Focus group participants expressed the
belief that the future of contracting in public
sector managed behavioral health care
will depend on public payers’ willingness
to design and administer programs that permit
the contractors to succeed. Participants
offered specific recommendations concerning
managed care contracting, financial
requirements and reimbursement, procurement
processes, and implementation and
ongoing administration of managed care
programs. These include the following:
RFPs should specify the requirements
of the payer and ask offerors to describe
how they will operationalize these requirements.
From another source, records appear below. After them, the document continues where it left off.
//! WGPU-backed buffer service.
//!
//! Buffers live in device memory as storage buffers. Writes go through
//! `Queue::write_buffer`. Reads copy the slot into a per-buffer staging
//! buffer and wait for the mapping, so they observe whatever compute passes
//! left on the device. A read blocks until the queue drains up to the copy;
//! it is meant for the occasional read-modify-write, not per-frame scans.

use std::sync::Arc;

use parking_lot::Mutex;

use crate::{BufferId, GpuBufferService, GpuError, GpuResult};

struct DeviceBuffer {
    buffer: wgpu::Buffer,
    /// One-slot `MAP_READ` buffer used for readback.
    readback: wgpu::Buffer,
    stride: usize,
    capacity: u32,
}

impl DeviceBuffer {
    fn slot_range(&self, index: u32, len: usize) -> GpuResult<std::ops::Range<u64>> {
        if index >= self.capacity {
            return Err(GpuError::OutOfCapacity {
                index,
                capacity: self.capacity,
            });
        }
        if len != self.stride {
            return Err(GpuError::StrideMismatch {
                expected: self.stride,
                actual: len,
            });
        }
        let start = u64::from(index) * self.stride as u64;
        Ok(start..start + self.stride as u64)
    }
}

/// A [`GpuBufferService`] on top of a `wgpu` device and queue.
pub struct WgpuBufferService {
    device: Arc<wgpu::Device>,
    queue: Arc<wgpu::Queue>,
    /// Indexed by `BufferId`; destroyed buffers leave `None`.
    buffers: Mutex<Vec<Option<DeviceBuffer>>>,
}

impl WgpuBufferService {
    /// Creates a service that allocates on `device` and uploads through `queue`.
    #[must_use]
    pub fn new(device: Arc<wgpu::Device>, queue: Arc<wgpu::Queue>) -> Self {
        Self {
            device,
            queue,
            buffers: Mutex::new(Vec::new()),
        }
    }

    /// Runs `f` with the device buffer behind `id`, e.g. to build a bind group.
    pub fn with_buffer<T>(&self, id: BufferId, f: impl FnOnce(&wgpu::Buffer) -> T) -> Option<T> {
        let buffers = self.buffers.lock();
        buffers
            .get(id.raw() as usize)
            .and_then(Option::as_ref)
            .map(|b| f(&b.buffer))
    }
}

impl GpuBufferService for WgpuBufferService {
    fn create_buffer(&self, label: &str, stride: usize, capacity: u32) -> GpuResult<BufferId> {
        let stride_bytes = stride as u64;
        if stride_bytes % wgpu::COPY_BUFFER_ALIGNMENT != 0 {
            return Err(GpuError::StrideMismatch {
                expected: stride.next_multiple_of(wgpu::COPY_BUFFER_ALIGNMENT as usize),
                actual: stride,
            });
        }
        let size = stride_bytes
            .checked_mul(u64::from(capacity))
            .ok_or(GpuError::OutOfDeviceMemory)?;
        if size > self.device.limits().max_buffer_size {
            return Err(GpuError::OutOfDeviceMemory);
        }

        let buffer = self.device.create_buffer(&wgpu::BufferDescriptor {
            label: Some(label),
            size,
            usage: wgpu::BufferUsages::STORAGE
                | wgpu::BufferUsages::COPY_DST
                | wgpu::BufferUsages::COPY_SRC,
            mapped_at_creation: false,
        });
        let readback = self.device.create_buffer(&wgpu::BufferDescriptor {
            label: Some(label),
            size: stride_bytes,
            usage: wgpu::BufferUsages::MAP_READ | wgpu::BufferUsages::COPY_DST,
            mapped_at_creation: false,
        });

        let mut buffers = self.buffers.lock();
        let id = u32::try_from(buffers.len()).map_err(|_| GpuError::OutOfHostMemory)?;
        buffers.push(Some(DeviceBuffer {
            buffer,
            readback,
            stride,
            capacity,
        }));

        tracing::debug!(label, stride, capacity, "device buffer created");
        Ok(BufferId::new(id))
    }

    fn destroy_buffer(&self, buffer: BufferId) -> GpuResult<()> {
        let mut buffers = self.buffers.lock();
        let released = buffers
            .get_mut(buffer.raw() as usize)
            .and_then(Option::take)
            .ok_or(GpuError::UnknownBuffer(buffer))?;

        released.buffer.destroy();
        released.readback.destroy();
        tracing::debug!(?buffer, "device buffer destroyed");
        Ok(())
    }

    fn write(&self, buffer: BufferId, index: u32, bytes: &[u8]) -> GpuResult<()> {
        let buffers = self.buffers.lock();
        let target = buffers
            .get(buffer.raw() as usize)
            .and_then(Option::as_ref)
            .ok_or(GpuError::UnknownBuffer(buffer))?;
        let range = target.slot_range(index, bytes.len())?;

        self.queue.write_buffer(&target.buffer, range.start, bytes);
        Ok(())
    }

    fn read(&self, buffer: BufferId, index: u32, out: &mut [u8]) -> GpuResult<()> {
        // Held across the wait so no other read reuses the staging buffer
        let buffers = self.buffers.lock();
        let source = buffers
            .get(buffer.raw() as usize)
            .and_then(Option::as_ref)
            .ok_or(GpuError::UnknownBuffer(buffer))?;
        let range = source.slot_range(index, out.len())?;

        let mut encoder = self
            .device
            .create_command_encoder(&wgpu::CommandEncoderDescriptor { label: Some("slot readback") });
        encoder.copy_buffer_to_buffer(&source.buffer, range.start, &source.readback, 0, range.end - range.start);
        // Pending write_buffer uploads are flushed ahead of this submission
        let submission = self.queue.submit(Some(encoder.finish()));

        let mapped = Arc::new(Mutex::new(None));
        let signal = Arc::clone(&mapped);
        let slice = source.readback.slice(..);
        slice.map_async(wgpu::MapMode::Read, move |result| {
            *signal.lock() = Some(result);
        });
        let _ = self
            .device
            .poll(wgpu::Maintain::WaitForSubmissionIndex(submission));

        let result = mapped.lock().take();
        match result {
            Some(Ok(())) => {}
            Some(Err(error)) => {
                tracing::warn!(?buffer, index, %error, "slot readback failed");
                return Err(GpuError::DeviceLost);
            }
            None => {
                tracing::warn!(?buffer, index, "slot readback never completed");
                return Err(GpuError::DeviceLost);
            }
        }

        out.copy_from_slice(&slice.get_mapped_range());
        source.readback.unmap();
        Ok(())
    }
}
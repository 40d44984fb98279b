//! # OROBOROS Resources
//!
//! Pooled game-object resources and their GPU mirrors:
//! - Particle emitters and force fields, each slot mirrored byte-exact to a
//!   storage buffer the renderer binds directly
//! - Scene nodes and animation clips, CPU only
//! - Weak links between resources are plain handles
//!
//! ## Emitter Write Protocol
//!
//! The simulation pass advances each emitter's time accumulator on the GPU.
//! A CPU write that must not restart the emitter reads that value back and
//! merges it into the new record:
//!
//! ```rust
//! use std::sync::Arc;
//! use oroboros_resources::{EmitterConfig, EmitterManager, Handle, HostBufferService};
//!
//! let service = Arc::new(HostBufferService::new());
//! let mut emitters = EmitterManager::new(service, 16, false).unwrap();
//!
//! let handle = emitters
//!     .create(Handle::from_raw_parts(0, 0), EmitterConfig::default())
//!     .unwrap();
//!
//! emitters.update(handle, EmitterConfig::default().with_emission_rate(8.0)).unwrap();
//! emitters.write_to_gpu(handle, true).unwrap();
//! assert_eq!(emitters.record(handle).unwrap().emission_rate, 8.0);
//! ```

#![deny(missing_docs)]
#![deny(unsafe_code)]
#![deny(clippy::all)]
#![warn(clippy::pedantic)]
#![deny(clippy::perf)]

pub mod animation;
pub mod config;
pub mod emitter;
pub mod error;
pub mod force_field;
pub mod manager;
pub mod node;
pub mod records;
pub mod shared;
pub mod texture;

pub use animation::{AnimationAuthoring, AnimationClip, AnimationClipManager, ClipPayload};
pub use config::ResourceConfig;
pub use emitter::{merge_record, Emitter, EmitterConfig, EmitterManager, EmitterTransient};
pub use error::{AuthoringError, ResourceError, ResourceResult};
pub use force_field::{ForceField, ForceFieldConfig, ForceFieldManager};
pub use manager::{Manager, ResourceStats};
pub use node::{Node, NodeFlags, NodeManager};
pub use records::{EmitterRecord, ForceFieldKind, ForceFieldRecord, INVALID_INDEX};
pub use shared::SharedManager;
pub use texture::Texture;

pub use oroboros_gpu_mirror::{GpuBufferService, GpuError, GpuMirrorBuffer, GpuRecord, HostBufferService};
pub use oroboros_pool::{Handle, PoolError};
Payers should avoid requirements
that are overly prescriptive and
that redefine an MBHO’s management
techniques and operational processes.
The core benefit package should be specific
and clear in the contract. Expectations
for service coordination across health care
and social support programs should be
reasonable and should support additional
service requirements appropriately.
Clear and specific procurement specifications
should be developed before the
bidding process.
Financial design should be compatible
with the program design and should permit
profit making. At-risk programs must
include a sufficient scope of services and
population size to be financially viable
and actuarially sound. Reimbursement
should accommodate start-up and ongoing
administrative costs.
Consumers should play an active role in
advisory committees focusing on service-delivery
issues and member services.
Contracts should not require consumer
representation on an MBHO’s governing
board.
Performance measures should be tied to
program objectives and should reflect
those factors the MBHO can reasonably
be expected to track.
The participants believed that, despite a
variety of challenges, the MBHO industry
will continue to be interested in public sector
contracting. However, they indicated
that their organizations are calling for more
rigorous evaluation of public sector RFPs
and more cautioun when entering such
arrangements. Given the potential barriers
to executing successful contracts, communication,
cooperation, and coordination
between States and MBHOs is essential. By
establishing a cooperative program management
style in relations with MBHO contractors,
public behavioral health programs can
better meet the objectives of the public payers
and can continue to attract experienced,
high-quality, reputable contractors.